John Berendt

Easton Press John Berendt books

Midnight in the Garden of Good and Evil - signed modern classic - 1998

John Berendt biography

Born on December 5, 1939, in Syracuse, New York, John Berendt has crafted a literary career that combines a journalist's keen eye for detail with a storyteller's flair for the dramatic. Best known for his immersive narratives set in the American South, Berendt has become a respected figure in the realm of narrative nonfiction. Berendt's early career unfolded in the world of journalism. He worked for various publications, including Esquire and New York magazine, where he served as editor from 1977 to 1979. His background in journalism laid the foundation for his distinctive narrative style, characterized by meticulous research and a knack for bringing real-life characters to vivid life on the page.

In 1994, Berendt achieved widespread acclaim with the publication of his first book, Midnight in the Garden of Good and Evil. The nonfiction work, set in the enchanting city of Savannah, Georgia, masterfully blends elements of true crime, social commentary, and Southern Gothic atmosphere. At the heart of the narrative is the murder trial of Jim Williams, a wealthy Savannah antiques dealer. Berendt's storytelling prowess and his ability to capture the idiosyncrasies of the city's characters turned the book into a literary phenomenon. Midnight in the Garden of Good and Evil spent a record-breaking 216 weeks on the New York Times bestseller list and secured Berendt a nomination for the Pulitzer Prize. The success of the book was not solely attributed to its exploration of a murder trial but also to Berendt's skillful depiction of the eccentric personalities and the rich cultural tapestry of Savannah.

In his follow-up work, The City of Falling Angels (2005), Berendt shifted the focus to Venice, Italy. Here, he delved into the aftermath of a devastating fire at the historic Fenice opera house. As with his first book, Berendt intertwined real-life events, local characters, and cultural exploration to create a compelling narrative. Throughout his career, John Berendt has demonstrated a talent for immersing himself in the worlds he explores and capturing the essence of the places and people he encounters. His books transcend traditional genres, incorporating elements of true crime, travel writing, and cultural observation. Berendt's unique approach to storytelling has earned him a dedicated readership and critical acclaim.

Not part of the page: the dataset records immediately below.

//! Tightly packed 8-bit RGBA image buffer.

use crate::color::Color;
use crate::error::{NineSliceError, Result};

/// An RGBA image stored row-major, four bytes per pixel, no row padding.
#[derive(Debug, Clone, PartialEq, Eq)]
pub struct RgbaImage {
    width: u32,
    height: u32,
    data: Vec<u8>,
}

impl RgbaImage {
    /// Create a fully transparent image.
    pub fn new(width: u32, height: u32) -> Self {
        Self {
            width,
            height,
            data: vec![0; width as usize * height as usize * 4],
        }
    }

    /// Wrap an existing RGBA buffer. The buffer length must match exactly.
    pub fn from_raw(width: u32, height: u32, data: Vec<u8>) -> Result<Self> {
        let expected = width as usize * height as usize * 4;
        if data.len() != expected {
            return Err(NineSliceError::Device(format!(
                "RGBA data size mismatch: expected {expected}, got {}",
                data.len()
            )));
        }
        Ok(Self {
            width,
            height,
            data,
        })
    }

    /// Build an image by evaluating `f` at every pixel.
    pub fn from_fn(width: u32, height: u32, mut f: impl FnMut(u32, u32) -> Color) -> Self {
        let mut img = Self::new(width, height);
        for y in 0..height {
            for x in 0..width {
                img.put_pixel(x, y, f(x, y));
            }
        }
        img
    }

    pub fn width(&self) -> u32 {
        self.width
    }

    pub fn height(&self) -> u32 {
        self.height
    }

    pub fn dimensions(&self) -> (u32, u32) {
        (self.width, self.height)
    }

    pub fn is_empty(&self) -> bool {
        self.width == 0 || self.height == 0
    }

    /// Raw RGBA bytes.
    pub fn as_bytes(&self) -> &[u8] {
        &self.data
    }

    pub fn into_raw(self) -> Vec<u8> {
        self.data
    }

    fn offset(&self, x: u32, y: u32) -> usize {
        (y as usize * self.width as usize + x as usize) * 4
    }

    /// Read a pixel. Panics if `(x, y)` is outside the image.
    pub fn pixel(&self, x: u32, y: u32) -> Color {
        assert!(x < self.width && y < self.height, "pixel ({x}, {y}) out of bounds");
        let o = self.offset(x, y);
        Color::rgba(
            self.data[o],
            self.data[o + 1],
            self.data[o + 2],
            self.data[o + 3],
        )
    }

    /// Write a pixel. Writes outside the image are ignored.
    pub fn put_pixel(&mut self, x: u32, y: u32, color: Color) {
        if x >= self.width || y >= self.height {
            return;
        }
        let o = self.offset(x, y);
        self.data[o..o + 4].copy_from_slice(&color.to_array());
    }

    /// Fill the whole image with one color.
    pub fn fill(&mut self, color: Color) {
        let px = color.to_array();
        for chunk in self.data.chunks_exact_mut(4) {
            chunk.copy_from_slice(&px);
        }
    }
}
//! Frame geometry: border insets, dimensions, scale vectors and the
//! per-frame parameter snapshot consumed by the slice renderer.
//!
//! All values are `f32` and are sanitized on construction: negative,
//! NaN and infinite inputs collapse to `0.0` so that the mapping math
//! downstream never sees a value it cannot order.

/// Replace negative and non-finite values with zero.
#[inline]
fn non_negative(v: f32) -> f32 {
    if v.is_finite() && v > 0.0 { v } else { 0.0 }
}

// ---------------------------------------------------------------------------
// BorderInsets
// ---------------------------------------------------------------------------

/// Fixed-size margins of the nine-slice grid, in source pixels.
#[derive(Debug, Clone, Copy, PartialEq, Default)]
pub struct BorderInsets {
    pub top: f32,
    pub left: f32,
    pub bottom: f32,
    pub right: f32,
}

impl BorderInsets {
    pub fn new(top: f32, left: f32, bottom: f32, right: f32) -> Self {
        Self {
            top: non_negative(top),
            left: non_negative(left),
            bottom: non_negative(bottom),
            right: non_negative(right),
        }
    }

    /// Same inset on all four edges.
    pub fn uniform(v: f32) -> Self {
        Self::new(v, v, v, v)
    }

    /// Packed program layout: `(top, left, bottom, right)`.
    pub fn to_vec4(self) -> [f32; 4] {
        [self.top, self.left, self.bottom, self.right]
    }

    /// Inverse of [`BorderInsets::to_vec4`].
    pub fn from_vec4(v: [f32; 4]) -> Self {
        Self::new(v[0], v[1], v[2], v[3])
    }

    /// Sum of the left and right insets.
    pub fn horizontal(&self) -> f32 {
        self.left + self.right
    }

    /// Sum of the top and bottom insets.
    pub fn vertical(&self) -> f32 {
        self.top + self.bottom
    }
}

// ---------------------------------------------------------------------------
// Dimensions2D
// ---------------------------------------------------------------------------

/// A non-negative width/height pair.
#[derive(Debug, Clone, Copy, PartialEq, Default)]
pub struct Dimensions2D {
    pub width: f32,
    pub height: f32,
}

impl Dimensions2D {
    pub fn new(width: f32, height: f32) -> Self {
        Self {
            width: non_negative(width),
            height: non_negative(height),
        }
    }

    /// Dimensions of an integer pixel grid.
    pub fn from_pixels(width: u32, height: u32) -> Self {
        Self::new(width as f32, height as f32)
    }

    /// Multiply each axis by the matching scale component.
    pub fn scaled(self, scale: ScaleVector) -> Self {
        Self::new(self.width * scale.x, self.height * scale.y)
    }

    /// Snap to the pixel grid used for rasterization.
    pub fn raster(self) -> (u32, u32) {
        (self.width.round() as u32, self.height.round() as u32)
    }

    pub fn to_vec2(self) -> [f32; 2] {
        [self.width, self.height]
    }

    pub fn from_vec2(v: [f32; 2]) -> Self {
        Self::new(v[0], v[1])
    }

    pub fn is_empty(&self) -> bool {
        self.width <= 0.0 || self.height <= 0.0
    }
}

// ---------------------------------------------------------------------------
// ScaleVector
// ---------------------------------------------------------------------------

/// Per-axis output scale factor.
#[derive(Debug, Clone, Copy, PartialEq)]
pub struct ScaleVector {
    pub x: f32,
    pub y: f32,
}

impl ScaleVector {
    pub const ONE: Self = Self { x: 1.0, y: 1.0 };

    pub fn new(x: f32, y: f32) -> Self {
        Self {
            x: non_negative(x),
            y: non_negative(y),
        }
    }

    pub fn uniform(v: f32) -> Self {
        Self::new(v, v)
    }
}

impl Default for ScaleVector {
    fn default() -> Self {
        Self::ONE
    }
}

// ---------------------------------------------------------------------------
// RenderFlags / FrameParameters
// ---------------------------------------------------------------------------

/// Orthogonal rendering toggles.
#[derive(Debug, Clone, Copy, PartialEq, Eq, Default)]
pub struct RenderFlags {
    /// Paint each of the nine regions with a flat debug color instead of
    /// sampling the source.
    pub show_uv_debug: bool,
    /// Bilinear sampling when set, nearest-neighbor otherwise.
    pub use_linear_filtering: bool,
}

/// Everything the slice renderer needs for one frame.
///
/// Built as a whole once per frame and never mutated afterwards, so the
/// renderer always sees a consistent snapshot.
#[derive(Debug, Clone, Copy, PartialEq, Default)]
pub struct FrameParameters {
    pub borders: BorderInsets,
    pub source_size: Dimensions2D,
    pub output_size: Dimensions2D,
    pub flags: RenderFlags,
}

Beyond his literary endeavors, Berendt has been involved in cultural organizations and served on the boards of institutions such as the New York Public Library and the Authors Guild. His impact on the literary world extends beyond his own works, as he continues to be recognized for his contributions to the art of narrative nonfiction. John Berendt's legacy is that of a storyteller who skillfully merges the art of journalism with the allure of fiction. His ability to uncover the mysteries of a place and its inhabitants, combined with his evocative prose, cements his status as a chronicler of Southern life and a master of narrative exploration.

Midnight in the Garden of Good and Evil

Shots rang out in Savannah's grandest mansion in the misty, early morning hours of May 2, 1981. Was it murder or self-defense? For nearly a decade, the shooting and its aftermath reverberated throughout this city of moss-hung oaks and shaded squares. John Berendt's narrative reads like a thoroughly engrossing novel, and yet it is a work of nonfiction. Berendt interweaves a first-person account of life in this isolated remnant of the Old South with the unpredictable twists and turns of a landmark murder case.

The story is peopled by a gallery of remarkable characters: the well-bred society ladies of the Married Woman's Card Club; the turbulent young redneck gigolo; the hapless recluse who owns a bottle of poison so powerful it could kill every man, woman, and child in Savannah; the aging and profane Southern belle who is the "soul of pampered self-absorption"; the uproarious black drag queen; the acerbic and arrogant antiques dealer; the sweet-talking, piano-playing con artist; young blacks dancing the minuet at the black debutante ball; and Minerva, the voodoo priestess who works her magic in the graveyard at midnight. These and other Savannahians act as a Greek chorus, with Berendt revealing the alliances, hostilities, and intrigues that thrive in a town where everyone knows everyone else.